Vatican City, May 15, 2002 (ZENIT.org).- Confidence in the merciful justice of God who seeks to save the faithful from the arrogance of their oppressors is the best antidote against all fear, assures John Paul II.
«When one is at the side of the Lord, he no longer fears nightmares and obstacles, but advances with surety and felicity on the most difficult path of life,» said the Holy Father.
The Pope spoke these words in the general audience this Wednesday, attended by three thousand pilgrims. He continued by reflecting on the canticles of the Jewish people recorded in the Old Testament, now converted into daily prayer by Christians.
The chosen passage was the Canticle of Habakkuk (3:2-4,13 and 15-19), a prophet who lived at the end of the 7th century B.C., dedicated as a judge of God. The first tones are of lamentation, but the work eventually ends with a hymn of happiness.
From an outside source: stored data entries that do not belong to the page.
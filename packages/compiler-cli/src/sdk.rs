// SDK hand-off
//
// The SDK generator itself ships separately; the driver only decides when
// regeneration is needed (the OpenAPI document's hash changed) and runs
// the registered generator on a background thread, joined before exit.

use crate::config::hash_bytes;
use crate::logging::Logger;
use std::fs;
use std::path::{Path, PathBuf};
use std::thread::JoinHandle;

pub const SDK_HASH_FILE: &str = ".sdk-hash";

/// External SDK generator entry point.
pub trait SdkGenerator: Send {
    fn generate(&self, openapi_doc: &Path, output_dir: &Path) -> Result<(), String>;
}

/// Produces a fresh generator per build; a single boxed generator cannot be
/// reused across watch-mode rebuilds.
pub type GeneratorFactory = Box<dyn Fn() -> Box<dyn SdkGenerator> + Send + Sync>;

static REGISTERED: once_cell::sync::OnceCell<GeneratorFactory> = once_cell::sync::OnceCell::new();

/// Called once by the generator package's initializer.
pub fn register_generator(factory: GeneratorFactory) -> Result<(), &'static str> {
    REGISTERED
        .set(factory)
        .map_err(|_| "sdk generator already registered")
}

/// A fresh generator instance from the registered factory, if any.
pub fn registered_generator() -> Option<Box<dyn SdkGenerator>> {
    REGISTERED.get().map(|f| f())
}

/// The registered factory itself, for callers that build repeatedly.
pub fn registered_factory() -> Option<&'static GeneratorFactory> {
    REGISTERED.get()
}

/// A running background generation, joined before the build exits.
pub struct SdkTask {
    handle: JoinHandle<Result<(), String>>,
}

impl SdkTask {
    pub fn join(self, logger: &dyn Logger) -> bool {
        match self.handle.join() {
            Ok(Ok(())) => true,
            Ok(Err(e)) => {
                logger.warn(&format!("sdk: generation failed: {}", e));
                false
            }
            Err(_) => {
                logger.warn("sdk: generation task panicked");
                false
            }
        }
    }
}

/// Spawns SDK generation when the OpenAPI document changed since the hash
/// recorded in `<sdk-output>/.sdk-hash`. Returns `None` when up to date or
/// when the document cannot be read.
pub fn spawn_if_stale(
    openapi_doc: &Path,
    sdk_output: &Path,
    generator: Box<dyn SdkGenerator>,
    logger: &dyn Logger,
) -> Option<SdkTask> {
    let bytes = match fs::read(openapi_doc) {
        Ok(b) => b,
        Err(e) => {
            logger.warn(&format!(
                "sdk: cannot read {}: {}",
                openapi_doc.display(),
                e
            ));
            return None;
        }
    };
    let hash = hash_bytes(&bytes);
    let marker = sdk_output.join(SDK_HASH_FILE);
    if fs::read_to_string(&marker)
        .map(|h| h.trim() == hash)
        .unwrap_or(false)
    {
        return None;
    }

    let doc: PathBuf = openapi_doc.to_path_buf();
    let out: PathBuf = sdk_output.to_path_buf();
    let handle = std::thread::spawn(move || {
        fs::create_dir_all(&out).map_err(|e| e.to_string())?;
        generator.generate(&doc, &out)?;
        fs::write(out.join(SDK_HASH_FILE), hash).map_err(|e| e.to_string())?;
        Ok(())
    });
    Some(SdkTask { handle })
}

#[cfg(test)]
mod test {
    use super::*;
    use crate::logging::NullLogger;
    use std::sync::atomic::{AtomicBool, Ordering};
    use std::sync::Arc;

    struct CountingGenerator(Arc<AtomicBool>);

    impl SdkGenerator for CountingGenerator {
        fn generate(&self, _doc: &Path, _out: &Path) -> Result<(), String> {
            self.0.store(true, Ordering::SeqCst);
            Ok(())
        }
    }

    #[test]
    fn regenerates_only_when_document_hash_changes() {
        let dir = tempfile::tempdir().unwrap();
        let doc = dir.path().join("openapi.json");
        let out = dir.path().join("sdk");
        fs::write(&doc, b"{\"openapi\":\"3.1.0\"}").unwrap();
        let logger = NullLogger::new();

        let ran = Arc::new(AtomicBool::new(false));
        let task = spawn_if_stale(
            &doc,
            &out,
            Box::new(CountingGenerator(ran.clone())),
            &logger,
        )
        .expect("stale on first run");
        assert!(task.join(&logger));
        assert!(ran.load(Ordering::SeqCst));
        assert!(out.join(SDK_HASH_FILE).exists());

        // Unchanged document: nothing to do.
        let ran2 = Arc::new(AtomicBool::new(false));
        assert!(spawn_if_stale(&doc, &out, Box::new(CountingGenerator(ran2.clone())), &logger).is_none());
        assert!(!ran2.load(Ordering::SeqCst));

        // Changed document regenerates.
        fs::write(&doc, b"{\"openapi\":\"3.1.0\",\"info\":{}}").unwrap();
        let ran3 = Arc::new(AtomicBool::new(false));
        let task = spawn_if_stale(&doc, &out, Box::new(CountingGenerator(ran3.clone())), &logger).unwrap();
        assert!(task.join(&logger));
        assert!(ran3.load(Ordering::SeqCst));
    }
}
In the poetic language, the prophet presents a grandiose image of God who is presented as light: «His splendor spreads like the light.» «I will rejoice in the Lord, and exult in my saving God.»
The Holy Father observed it as the intimate experience of God, which has remained architecturally in the Cathedrals of the Middles Ages, and in the artistic creations of the Orthodox spirituality, in particular, the Church of St Sofia of Constantinople and Mt. Athos in Greece.
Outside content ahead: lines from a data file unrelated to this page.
/// The core pipeline over an already-created program. Tests drive this
/// directly with a fixture host.
pub fn perform_build_with_program(
    opts: &BuildOptions,
    loaded: &LoadedConfig,
    program: &dyn Program,
    sdk_generator: Option<Box<dyn SdkGenerator>>,
    shutdown: Option<&AtomicBool>,
    logger: &dyn Logger,
) -> i32 {
    let interrupted = || shutdown.map(|s| s.load(Ordering::SeqCst)).unwrap_or(false);
    let options = program.options().clone();
    let project_dir = project_dir_of(&opts.project);
    let out_dir = options
        .out_dir
        .clone()
        .unwrap_or_else(|| join_dir(&project_dir, "dist"));
    let root_dir = options
        .root_dir
        .clone()
        .unwrap_or_else(|| project_dir.to_string_lossy().replace('\\', "/"));

    if opts.clean || loaded.config.delete_out_dir {
        if Path::new(&out_dir).exists() {
            if let Err(e) = fs::remove_dir_all(&out_dir) {
                logger.warn(&format!("clean: cannot remove {}: {}", out_dir, e));
            }
        }
    }

    // Diagnostics gate.
    let mut diags = program.options_diagnostics();
    diags.extend(program.global_diagnostics());
    diags.extend(program.syntactic_diagnostics());
    if !opts.no_check {
        diags.extend(program.semantic_diagnostics());
    }
    let diags = dedupe_diagnostics(diags);
    if !diags.is_empty() {
        eprint!("{}", format_diagnostics(&diags));
    }
    let pre_emit_errors = error_count(&diags);
    if pre_emit_errors > 0 && options.no_emit_on_error == Some(true) {
        return 2;
    }

    // Warm rebuild: when the incremental state reports nothing to emit and
    // the cache validates, skip analysis, generation and synthesis.
    let cpath = cache_path(&options, &out_dir);
    let existing_cache = PostProcessCache::load(&cpath);
    if !program.has_pending_emit() {
        if let Some(cache) = &existing_cache {
            if cache.is_valid(&loaded.hash) {
                eprintln!("no changes detected, outputs up to date");
                return if pre_emit_errors > 0 { 1 } else { 0 };
            }
        }
    }

    // Pre-emit analysis.
    let mut registry = MetadataRegistry::new();
    let checker = program.type_checker();
    let (analysis, markers) = {
        let mut walker = TypeWalker::new(checker, &mut registry)
            .with_exact_optional(options.exact_optional_property_types.unwrap_or(false));
        let analysis = controllers::analyze_program(program, &mut walker, &loaded.config);
        let markers = extract_markers(program, &mut walker);
        for w in walker.take_warnings() {
            logger.warn(&format!("types: {}", w));
        }
        (analysis, markers)
    };
    for w in &analysis.warnings {
        logger.warn(w);
    }

    let (needed, type_files) =
        collect_needed_types(&analysis, &markers, &registry, program, logger);

    // Coercion: whole-object query/path/header sources arrive as strings.
    for c in &analysis.controllers {
        for r in &c.routes {
            for p in &r.params {
                if p.is_whole_object()
                    && matches!(
                        p.category,
                        ParamCategory::Query | ParamCategory::Param | ParamCategory::Headers
                    )
                {
                    if let Some(n) = &p.type_name {
                        registry.mark_coercive(n);
                    }
                }
            }
        }
    }

    if let Err(missing) = registry.verify_closure() {
        logger.error(&format!(
            "codegen: unresolved type references: {}",
            missing.join(", ")
        ));
        return 1;
    }
    let frozen = registry.freeze();
    if opts.dump_metadata {
        println!("{}", frozen.to_json_pretty());
    }

    let needed = filter_transform_types(needed, &type_files, &loaded.config.transforms, logger);
    let companion_dir = format!("{}/__tsnest__", out_dir.trim_end_matches('/'));
    let codegen_opts = CodegenOptions {
        validation: loaded.config.transforms.validation,
        serialization: loaded.config.transforms.serialization,
        standard_schema: loaded.config.transforms.standard_schema,
        out_base: companion_dir.clone(),
    };
    let any_transform =
        codegen_opts.validation || codegen_opts.serialization || codegen_opts.standard_schema;
    let companions: Vec<CompanionFile> = if any_transform && !needed.is_empty() {
        match generate_companions(&frozen, &needed, &codegen_opts) {
            Ok(files) => files,
            Err(e) => {
                logger.error(&format!("codegen: {}", e));
                return 1;
            }
        }
    } else {
        Vec::new()
    };

    // Emit through the rewriter.
    let alias = options.paths.as_ref().map(|paths| {
        let base_url = options
            .base_url
            .clone()
            .unwrap_or_else(|| project_dir.to_string_lossy().replace('\\', "/"));
        AliasResolver::new(
            paths,
            &base_url,
            &root_dir,
            &out_dir,
            Box::new(|p: &str| Path::new(p).exists()),
        )
    });
    let plans = build_file_plans(&analysis.controllers);
    let mut rewriter = Rewriter::new(
        alias,
        plans,
        markers,
        &root_dir,
        &out_dir,
        companion_dir,
        RUNTIME_PACKAGE.to_string(),
    );
    let emit_result = program.emit(&mut |path, text| rewriter.process(path, text));
    for w in rewriter.warnings() {
        logger.warn(w);
    }
    let emit_diags = dedupe_diagnostics(emit_result.diagnostics.clone());
    if !emit_diags.is_empty() {
        eprint!("{}", format_diagnostics(&emit_diags));
    }
    if emit_result.emit_skipped {
        return 2;
    }
    if pre_emit_errors + error_count(&emit_diags) > 0 {
        return 1;
    }
    if interrupted() {
        logger.info("interrupted, skipping post-processing");
        return 130;
    }

    // Companions land on disk only after emission succeeded.
    let mut outputs: Vec<String> = Vec::new();
    for file in &companions {
        let path = Path::new(&file.path);
        let write = path
            .parent()
            .map(fs::create_dir_all)
            .unwrap_or(Ok(()))
            .and_then(|_| fs::write(path, &file.text));
        if let Err(e) = write {
            logger.error(&format!("codegen: cannot write {}: {}", file.path, e));
            return 1;
        }
        outputs.push(file.path.clone());
    }
    if !companions.is_empty() {
        let manifest = build_manifest(&companions, &codegen_opts);
        let manifest_path = format!("{}/{}", out_dir.trim_end_matches('/'), MANIFEST_FILE_NAME);
        match serde_json::to_vec_pretty(&manifest) {
            Ok(bytes) => {
                if let Err(e) = write_atomic(Path::new(&manifest_path), &bytes) {
                    logger.error(&format!("codegen: cannot write {}: {}", manifest_path, e));
                    return 1;
                }
                outputs.push(manifest_path);
            }
            Err(e) => {
                logger.error(&format!("codegen: cannot serialize manifest: {}", e));
                return 1;
            }
        }
    }

    // Nothing was emitted and the previous outputs still validate: refresh
    // the cache and stop.
    if emit_result.emitted_files.is_empty() {
        if let Some(cache) = &existing_cache {
            if cache.is_valid(&loaded.hash) {
                if let Err(e) = cache.save(&cpath) {
                    logger.warn(&format!("cache: cannot write {}: {}", cpath.display(), e));
                }
                eprintln!("no changes detected, outputs up to date");
                return 0;
            }
        }
    }

    if let Some(doc_path) = &loaded.config.openapi.output {
        let doc = openapi::synthesize(&analysis.controllers, &frozen, &loaded.config.openapi);
        let write = serde_json::to_vec_pretty(&doc)
            .map_err(|e| e.to_string())
            .and_then(|bytes| {
                write_atomic(Path::new(doc_path), &bytes).map_err(|e| e.to_string())
            });
        if let Err(e) = write {
            logger.error(&format!("openapi: cannot write {}: {}", doc_path, e));
            return 1;
        }
        outputs.push(doc_path.clone());
        logger.info(&format!("openapi: wrote {}", doc_path));
    }

    if !opts.assets.is_empty() {
        let source_root = loaded
            .config
            .source_root
            .clone()
            .unwrap_or_else(|| root_dir.clone());
        let copied = copy_assets(&opts.assets, &source_root, &out_dir, logger);
        logger.info(&format!("assets: copied {} file(s)", copied));
    }

    if let Some(sdk_out) = &loaded.config.sdk.output {
        match (&loaded.config.openapi.output, sdk_generator) {
            (Some(doc_path), Some(generator)) => {
                if let Some(task) =
                    spawn_if_stale(Path::new(doc_path), Path::new(sdk_out), generator, logger)
                {
                    task.join(logger);
                }
            }
            (None, _) => {
                logger.warn("sdk: openapi.output is required for SDK generation");
            }
            (_, None) => {
                logger.info("sdk: no generator linked, skipping");
            }
        }
    }

    let cache = PostProcessCache::new(loaded.hash.clone(), outputs);
    if let Err(e) = cache.save(&cpath) {
        logger.warn(&format!("cache: cannot write {}: {}", cpath.display(), e));
    }
    0
}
In these places, he explained, «the transcendence of the divine reality is penetrated in every community until arriving to the marrow of the bone and at the same time, it invites us to overcome ourselves and submerge ourselves totally in the ineffable character of mystery.»
The Holy Father continued, saying that this eruption of God into human history has one object: «to judge and make better, the vicissitudes which we face in a confused way and on different occasions.»
In the face of this possibility, the first reaction of one praying can be that of «a shiver,» but «the God of justice is infallible, the difference between him and earthly judges.»
Moreover, God, who scorns evil, «does not forget his merciful clemency.» His justice seeks not only «to destroy the arrogance of the impious; he also wants to be the liberator of the oppressed, to make hope spread in the heart of the victims, to open a new era of justice.»